(Stored data)
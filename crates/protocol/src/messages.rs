//! Request/response envelopes for the proxy socket.
//!
//! Every message is a single JSON object on its own line:
//!
//! ```text
//! → {"id": 1, "method": "getContent", "params": {}}
//! ← {"id": 1, "result": {"content": "$ echo hi\nhi\n$"}}
//! ← {"id": 2, "error": {"message": "unknown method: frobnicate"}}
//! ```
//!
//! The `id` is assigned by the caller and echoed back verbatim. An envelope
//! has no meaning outside the connection it arrived on.

use serde::{Deserialize, Serialize};
use serde_json::Value;

use crate::error::{ProtocolError, Result};
use crate::methods::Method;

/// Caller-assigned request identifier.
pub type RequestId = i64;

/// A request sent to the proxy server.
#[derive(Debug, Clone, Serialize, Deserialize, PartialEq)]
pub struct Request {
    /// Identifier echoed back in the response.
    pub id: RequestId,
    /// Method name, see [`Method`].
    pub method: String,
    /// Method parameters. Missing params are treated as `{}`.
    #[serde(default)]
    pub params: Value,
}

impl Request {
    /// Build a request for a known method with typed params.
    pub fn new<P: Serialize>(id: RequestId, method: Method, params: &P) -> Result<Self> {
        let params = serde_json::to_value(params)
            .map_err(|e| ProtocolError::Serialization(e.to_string()))?;
        Ok(Self {
            id,
            method: method.as_str().to_string(),
            params,
        })
    }

    /// Resolve the method name against the known method set.
    pub fn method(&self) -> Result<Method> {
        self.method.parse()
    }
}

/// Error payload carried by a failed response.
#[derive(Debug, Clone, Serialize, Deserialize, PartialEq, Eq)]
pub struct ErrorBody {
    /// Human-readable error message.
    pub message: String,
}

/// A response from the proxy server.
///
/// Exactly one of `result` and `error` is present on the wire.
#[derive(Debug, Clone, Serialize, Deserialize, PartialEq)]
pub struct Response {
    /// Identifier of the request being answered.
    pub id: RequestId,
    /// Successful result.
    #[serde(default, skip_serializing_if = "Option::is_none")]
    pub result: Option<Value>,
    /// Failure description.
    #[serde(default, skip_serializing_if = "Option::is_none")]
    pub error: Option<ErrorBody>,
}

impl Response {
    /// Build a successful response.
    pub fn success(id: RequestId, result: Value) -> Self {
        Self {
            id,
            result: Some(result),
            error: None,
        }
    }

    /// Build a failed response.
    pub fn failure(id: RequestId, message: impl Into<String>) -> Self {
        Self {
            id,
            result: None,
            error: Some(ErrorBody {
                message: message.into(),
            }),
        }
    }

    /// Returns true if this response carries an error.
    pub fn is_error(&self) -> bool {
        self.error.is_some()
    }

    /// Convert into a plain `Result`, mapping a JSON `null` result to `Value::Null`.
    pub fn into_result(self) -> std::result::Result<Value, ErrorBody> {
        match self.error {
            Some(error) => Err(error),
            None => Ok(self.result.unwrap_or(Value::Null)),
        }
    }
}

/// A line that could not be turned into a [`Request`].
///
/// `id` is set when the line was a JSON object with an integer `id`, so the
/// server can still answer with an error envelope.
#[derive(Debug, Clone, PartialEq)]
pub struct DecodeError {
    /// Salvaged request id, if any.
    pub id: Option<RequestId>,
    /// What went wrong.
    pub error: ProtocolError,
}

/// Decode one line into a request, salvaging the id on failure where possible.
pub fn decode_request(line: &str) -> std::result::Result<Request, DecodeError> {
    let value: Value = serde_json::from_str(line).map_err(|e| DecodeError {
        id: None,
        error: ProtocolError::Malformed(e.to_string()),
    })?;

    let id = value.get("id").and_then(Value::as_i64);

    serde_json::from_value(value).map_err(|e| DecodeError {
        id,
        error: ProtocolError::Malformed(e.to_string()),
    })
}

/// Decode one line into a response.
pub fn decode_response(line: &str) -> Result<Response> {
    Ok(serde_json::from_str(line)?)
}

#[cfg(test)]
mod tests {
    use super::*;
    use crate::methods::TypeParams;
    use serde_json::json;

    #[test]
    fn test_request_wire_shape() {
        let request = Request::new(
            7,
            Method::Type,
            &TypeParams {
                text: "ls".to_string(),
                submit: true,
            },
        )
        .unwrap();
        let json = serde_json::to_value(&request).unwrap();
        assert_eq!(
            json,
            json!({"id": 7, "method": "type", "params": {"text": "ls", "submit": true}})
        );
    }

    #[test]
    fn test_request_missing_params_defaults_to_null() {
        let request = decode_request(r#"{"id":3,"method":"getContent"}"#).unwrap();
        assert_eq!(request.id, 3);
        assert_eq!(request.params, Value::Null);
        assert_eq!(request.method().unwrap(), Method::GetContent);
    }

    #[test]
    fn test_decode_non_json_has_no_id() {
        let err = decode_request("hello there").unwrap_err();
        assert_eq!(err.id, None);
        assert!(matches!(err.error, ProtocolError::Malformed(_)));
    }

    #[test]
    fn test_decode_salvages_id_when_method_missing() {
        let err = decode_request(r#"{"id":42,"params":{}}"#).unwrap_err();
        assert_eq!(err.id, Some(42));
    }

    #[test]
    fn test_decode_ignores_non_integer_id() {
        let err = decode_request(r#"{"id":"abc"}"#).unwrap_err();
        assert_eq!(err.id, None);
    }

    #[test]
    fn test_success_response_shape() {
        let response = Response::success(1, json!({"content": "hi"}));
        let line = serde_json::to_string(&response).unwrap();
        assert_eq!(line, r#"{"id":1,"result":{"content":"hi"}}"#);
    }

    #[test]
    fn test_null_result_is_still_serialized() {
        let response = Response::success(5, Value::Null);
        let line = serde_json::to_string(&response).unwrap();
        assert_eq!(line, r#"{"id":5,"result":null}"#);

        let decoded = decode_response(&line).unwrap();
        assert_eq!(decoded.into_result().unwrap(), Value::Null);
    }

    #[test]
    fn test_failure_response_shape() {
        let response = Response::failure(9, "session disposed");
        let line = serde_json::to_string(&response).unwrap();
        assert_eq!(line, r#"{"id":9,"error":{"message":"session disposed"}}"#);

        let decoded = decode_response(&line).unwrap();
        assert!(decoded.is_error());
        assert_eq!(decoded.into_result().unwrap_err().message, "session disposed");
    }
}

EXERCISE PROMPT:
Set down exactly what runs from the line with "assert_eq!(decoded.into_result().unwrap(), Value::Null);" to the last line of the data above, including both of those lines and no others.

RESULT:
        assert_eq!(decoded.into_result().unwrap(), Value::Null);
    }

    #[test]
    fn test_failure_response_shape() {
        let response = Response::failure(9, "session disposed");
        let line = serde_json::to_string(&response).unwrap();
        assert_eq!(line, r#"{"id":9,"error":{"message":"session disposed"}}"#);

        let decoded = decode_response(&line).unwrap();
        assert!(decoded.is_error());
        assert_eq!(decoded.into_result().unwrap_err().message, "session disposed");
    }
}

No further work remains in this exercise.